Communication is very much a two-way process; it involves the words we use and the emotions we express and acknowledge in others. These for me are the absolute core fundamentals of leaders and are some of the things that differentiate functional managers who might be extremely good at what they do technically from leaders who while they are good technically and functionally also recognize that it’s the people around them who are going to make the difference between success and failure in the M&A situation, or to be honest in any major change situation.
Could you describe to us the experience the BOC/Linde deal. With emphasis on the experience of being acquired?
Here are two very large organizations that are coming together, each with multi-billion-dollar turnover. The year is 2007, so more than ten years ago. Both of the companies having global operations and a mixture of local businesses and global teams. In any one particular country you might have had a Linde and a BOC team coming together in that particular country. Effectively the whole deal can be looked at as the combination of 10-14 different country businesses, so 10-14 different acquisitions to bind together and integrate. In addition to that both organizations had a global or a super-regional team, for example an EMEA team or a North America team. You have regional teams to bind together as well as global teams to bind together. Whether that be functional teams such as HR or Finance operating at a global level or global business management teams.

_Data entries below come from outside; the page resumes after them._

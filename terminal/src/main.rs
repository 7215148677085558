use anyhow::{bail, Result};
use crossterm::{
    event::{self, DisableMouseCapture, EnableMouseCapture, Event},
    execute,
    terminal::{disable_raw_mode, enable_raw_mode, EnterAlternateScreen, LeaveAlternateScreen},
};
use ratatui::{
    backend::{Backend, CrosstermBackend},
    Terminal,
};
use std::io;
use std::time::{Duration, SystemTime, UNIX_EPOCH};
use tracing_subscriber::EnvFilter;

mod app;
mod render;

use app::{App, AppCommand};
use common::{EdgePolicy, GameConfig, DEFAULT_CELL_SIZE};

fn main() -> Result<()> {
    // Logs go to stderr so they can be redirected away from the UI;
    // silent unless RUST_LOG is set.
    tracing_subscriber::fmt()
        .with_env_filter(EnvFilter::from_default_env())
        .with_writer(io::stderr)
        .init();

    // Edge policy from args: wrap (default) or lethal
    let edge_policy = match std::env::args().nth(1).as_deref() {
        None | Some("wrap") => EdgePolicy::Wrap,
        Some("lethal") => EdgePolicy::Lethal,
        Some(other) => bail!("unknown edge policy {other:?}, expected \"wrap\" or \"lethal\""),
    };

    let config = board_config(edge_policy)?;
    let seed = SystemTime::now().duration_since(UNIX_EPOCH)?.as_millis() as u64;
    tracing::info!(
        width = config.width,
        height = config.height,
        ?edge_policy,
        "starting session"
    );

    // Setup terminal
    enable_raw_mode()?;
    let mut stdout = io::stdout();
    execute!(stdout, EnterAlternateScreen, EnableMouseCapture)?;
    let backend = CrosstermBackend::new(stdout);
    let mut terminal = Terminal::new(backend)?;

    // Create app
    let mut app = App::new(config, seed);

    // Run app
    let res = run_app(&mut terminal, &mut app);

    // Restore terminal
    disable_raw_mode()?;
    execute!(
        terminal.backend_mut(),
        LeaveAlternateScreen,
        DisableMouseCapture
    )?;
    terminal.show_cursor()?;

    if let Err(err) = res {
        eprintln!("Error: {:?}", err);
    }

    Ok(())
}

/// Derive the board from the terminal viewport, leaving room for the
/// border. One board cell is drawn as 2x1 characters, hence the halved
/// column count. The dimensions are fixed for the whole session; resizing
/// the terminal mid-game is ignored.
fn board_config(edge_policy: EdgePolicy) -> Result<GameConfig> {
    let (columns, rows) = crossterm::terminal::size()?;
    let cell_columns = i32::from(columns.saturating_sub(2) / 2).clamp(10, 60);
    let cell_rows = i32::from(rows.saturating_sub(3)).clamp(10, 40);
    Ok(GameConfig::new(
        cell_columns * DEFAULT_CELL_SIZE,
        cell_rows * DEFAULT_CELL_SIZE,
        edge_policy,
    ))
}

fn run_app<B: Backend>(terminal: &mut Terminal<B>, app: &mut App) -> Result<()> {
    let mut last_update = std::time::Instant::now();

    loop {
        // Calculate delta time
        let now = std::time::Instant::now();
        let dt = now.duration_since(last_update);
        last_update = now;

        // Update app state
        app.update(dt);

        // Draw
        terminal.draw(|f| app.render(f))?;

        // Handle input
        if event::poll(Duration::from_millis(16))? {
            match event::read()? {
                Event::Key(key) => {
                    if let Some(command) = app.handle_input(key) {
                        match command {
                            AppCommand::Quit => return Ok(()),
                            _ => app.handle_command(command)?,
                        }
                    }
                }
                Event::Mouse(mouse) => app.handle_mouse(mouse),
                _ => {}
            }
        }
    }
}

Global, Regional and Local, three layers in the hierarchy of integration to take place. That made it a very complex integration process. The stakes were pretty high, both were public listed companies with very successful track records, expectations from the financial community were high, synergy promises, cost commitments, revenue commitments had all been made and were expected to be delivered. People’s reputations as CEO or senior business leaders were at stake in making sure that they were delivered.